The expected processing time refers to the initially determined recommended on-site time. The expected processing time may be determined in advance when identifying the at least one target on-site user. The expected processing time may also be determined in the manner of determining the recommended on-site time set as described above.

The moving time refers to a time it takes to travel from one node to another node. The moving time may be obtained by statistically analyzing historical data.

In some embodiments, the temporal determination model may be a machine learning model, such as a graph neural network (GNN) model.

In some embodiments, an input of the temporal determination model may include the user distribution graph, and an output may be the recommended on-site time set.

The temporal determination model may also be other graph models, such as a graph convolutional neural network model (GCNN), or an additional processing layer may be added to the GNN model, modifying a processing technique thereof, etc.

The temporal determination model may be obtained through training. In some embodiments, the temporal determination model may be obtained by training a large count of first training samples with a first label.

In some embodiments, the first training samples may be sample user distribution graphs constructed based on the historical data, and nodes, node attributes, edges, and edge attributes of the sample user distribution graphs are similar to the nodes, the node attributes, the edges, and the edge attributes of the user distribution graph. The first label may be an actual on-site time set in the historical data. In some embodiments, the first training samples and the first label may be adjusted based on a complaint of a gas user. For example, if there is a complaint from the gas user after an on-site service, the sample user distribution graph constructed based on the historical data corresponding to the on-site service is excluded. If the gas user gives a positive review, the sample user distribution graph constructed from the historical data and corresponding to the on-site service is retained, and the actual on-site time set for the on-site service is labeled as the corresponding first label.

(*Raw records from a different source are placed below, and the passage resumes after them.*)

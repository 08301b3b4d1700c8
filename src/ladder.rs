//! Solves benchmarks of growing size until one times out.

use tracing::info;

use crate::{
    error::Result,
    generator::ClauseSetCache,
    solver::{SolveResult, Solver, SolverConfig},
    types::Problem,
};

#[derive(Clone, Copy, Debug, PartialEq, Eq)]
pub enum LadderEnd {
    /// The benchmark with this many variables timed out.
    TimedOut(usize),
    /// Every benchmark up to the ceiling was decided in time.
    Ceiling,
}

/// Runs the benchmarks `start..=ceiling` in order, handing every result to
/// `on_result`, and stops at the first timeout.
pub fn run_ladder(
    cache: &mut ClauseSetCache,
    start: usize,
    ceiling: usize,
    config: SolverConfig,
    mut on_result: impl FnMut(usize, &SolveResult),
) -> Result<LadderEnd> {
    for var_count in start..=ceiling {
        let clauses = cache.get(var_count)?.to_vec();
        let result = Solver::with_config(Problem::from_clauses(clauses), config)?.solve();
        info!(
            var_count,
            satisfiable = result.satisfiable,
            timed_out = result.timed_out,
            elapsed_ms = result.elapsed.as_millis() as u64,
            "benchmark solved"
        );
        on_result(var_count, &result);

        if result.timed_out {
            return Ok(LadderEnd::TimedOut(var_count));
        }
    }

    Ok(LadderEnd::Ceiling)
}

In some embodiments of the present disclosure, by constructing the user distribution graph and using the temporal determination model to determine the recommended on-site time set, consideration can be given to the mutual influence among various gas users, making the recommended on-site time set more aligned with the actual situations of the gas users.

In some embodiments of the present disclosure, the activity distribution and the weather data are combined to take into account various factors affecting the on-site service, making the subsequently determined recommended on-site time set more comprehensive and reasonable.

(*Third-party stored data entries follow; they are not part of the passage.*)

use std::cmp::Reverse;

use crate::types::{to_var, Clause, Var};

/// Picks the variable occurring most often among the shortest clauses,
/// preferring the lowest id on ties.
///
/// Returns `None` if there is nothing to branch on.
pub fn select_variable(clauses: &[Clause], var_count: usize) -> Option<Var> {
    let shortest = clauses.iter().map(Vec::len).min()?;

    let mut tally: Vec<usize> = vec![0; var_count + 1];
    for &lit in clauses
        .iter()
        .filter(|clause| clause.len() == shortest)
        .flatten()
    {
        tally[to_var(lit)] += 1;
    }

    tally
        .iter()
        .enumerate()
        .skip(1)
        .filter(|(_, &count)| count > 0)
        .max_by_key(|&(var, &count)| (count, Reverse(var)))
        .map(|(var, _)| var)
}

In some embodiments, the smart gas safety management platform may send the recommended on-site time set to the smart gas user platform via the smart gas service platform, thereby sending the recommended on-site time set to the at least one target on-site user.

In some embodiments of the present disclosure, by determining the user activity through the gas data of the gas user, and further determining the at least one target on-site user and the recommended on-site time set, relevant management strategies can be accurately sent to the gas user, and the on-site service (e.g., on-site appointment, maintenance inspection, failure analysis, etc.) can be carried out for the at least one target on-site user at an appropriate time, improving the rationality of gas management and ensuring timely maintenance of the gas equipment to enhance the safety of gas usage for the gas user.

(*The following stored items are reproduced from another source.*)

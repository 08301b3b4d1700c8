use std::time::{Duration, Instant};

/// Wall-clock limit measured from the moment the search started.
#[derive(Clone, Copy, Debug)]
pub struct Deadline {
    start: Instant,
    limit: Duration,
}

impl Deadline {
    pub fn start(limit: Duration) -> Self {
        Self {
            start: Instant::now(),
            limit,
        }
    }

    pub fn elapsed(&self) -> Duration {
        self.start.elapsed()
    }

    pub fn limit(&self) -> Duration {
        self.limit
    }

    pub fn expired(&self) -> bool {
        self.elapsed() > self.limit
    }
}
//! Small fixed instances with known satisfiability.

use crate::types::{Clause, Problem};

pub struct Instance {
    pub name: &'static str,
    pub clauses: Vec<Clause>,
}

impl Instance {
    pub fn problem(&self) -> Problem {
        Problem::from_clauses(self.clauses.clone())
    }
}

fn instance(name: &'static str, clauses: &[&[i32]]) -> Instance {
    Instance {
        name,
        clauses: clauses.iter().map(|clause| clause.to_vec()).collect(),
    }
}

pub fn satisfiable() -> Vec<Instance> {
    vec![
        instance("single unit", &[&[1]]),
        instance("two units", &[&[1], &[2]]),
        instance("disjunction", &[&[1, 2]]),
        instance("implication pair", &[&[1, 2], &[-1, 2], &[1, -2]]),
        instance(
            "graph coloring",
            &[&[1, 2], &[-1, 3], &[-2, -3], &[1, -3], &[-1, 2, 3]],
        ),
    ]
}

pub fn unsatisfiable() -> Vec<Instance> {
    vec![
        instance("contradiction", &[&[1], &[-1]]),
        instance("propagation chain", &[&[1], &[-1, 2], &[-2]]),
        instance("all binary rows", &[&[1, 2], &[-1, 2], &[1, -2], &[-1, -2]]),
        pigeonhole(),
    ]
}

/// Three pigeons, two holes; variable `2p + h + 1` puts pigeon `p` in hole `h`.
pub fn pigeonhole() -> Instance {
    instance(
        "pigeonhole 3 into 2",
        &[
            &[1, 2],
            &[3, 4],
            &[5, 6],
            &[-1, -3],
            &[-1, -5],
            &[-3, -5],
            &[-2, -4],
            &[-2, -6],
            &[-4, -6],
        ],
    )
}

FIG. 3 is an exemplary schematic diagram illustrating a determination of a gas risk according to some embodiments of the present disclosure.

In some embodiments, a smart gas safety management platform may construct a gas user profile 320 of a gas user based on gas data 310 and determine a gas risk 370 based on the gas user profile 320.

The gas user profile 320 refers to a labeled user model that is abstracted based on information related to a gas usage behavior of the gas user. The labeled user model allows for describing the gas user in terms of easily understandable and highly generalized characteristics, and facilitating computer processing.

In some embodiments, the gas user profile 320 includes at least gas usage 321 of the gas user, operation 322 of gas equipment, and a user label 323.

The gas usage 321 of the gas user refers to data related to the gas usage behavior of the gas user. For example, the gas usage 321 of the gas user may include a gas usage time, a gas usage volume, a usage frequency, or the like.

The operation 322 of gas equipment refers to data related to operation of gas equipment. For example, the operation 322 of gas equipment may include an operating time of the gas equipment, whether the gas equipment operates properly, etc.

In some embodiments, the smart gas safety management platform may obtain the gas usage of the gas user 321 and the operation 322 of gas equipment from the smart gas object platform based on a smart gas sensing network platform.

The user label 323 refers to an identifier that describes a characteristic and a behavior of the gas user. The user label 323 may be used to distinguish and categorize gas users. For example, the user label 323 may include a potential gas hazard in the gas user's home, a time period the gas user is at home, a characteristic of gas usage (e.g., the gas usage time, etc.), urgency of gas usage during different time periods, a gas user type (e.g., commercial, residential), etc.

In some embodiments, the user label 323 may be categorized as a fact label, a model label, or the like.

The fact label refers to a label related to personal information about the gas user. For example, the fact label may include an age and a gender of the gas user, a frequency of entering and leaving a community where the gas user resides, etc.

In some embodiments, the fact label may be obtained based on registration information of the gas user, reserved information from another associated platform, and recorded information. For example, if the registration information of the gas user includes male gender and age 28, the fact label may include male and an age range of 25 to 30. The another associated platform refers to an external platform that exchanges data with the smart gas safety management platform, such as a community access control recording platform, or the like.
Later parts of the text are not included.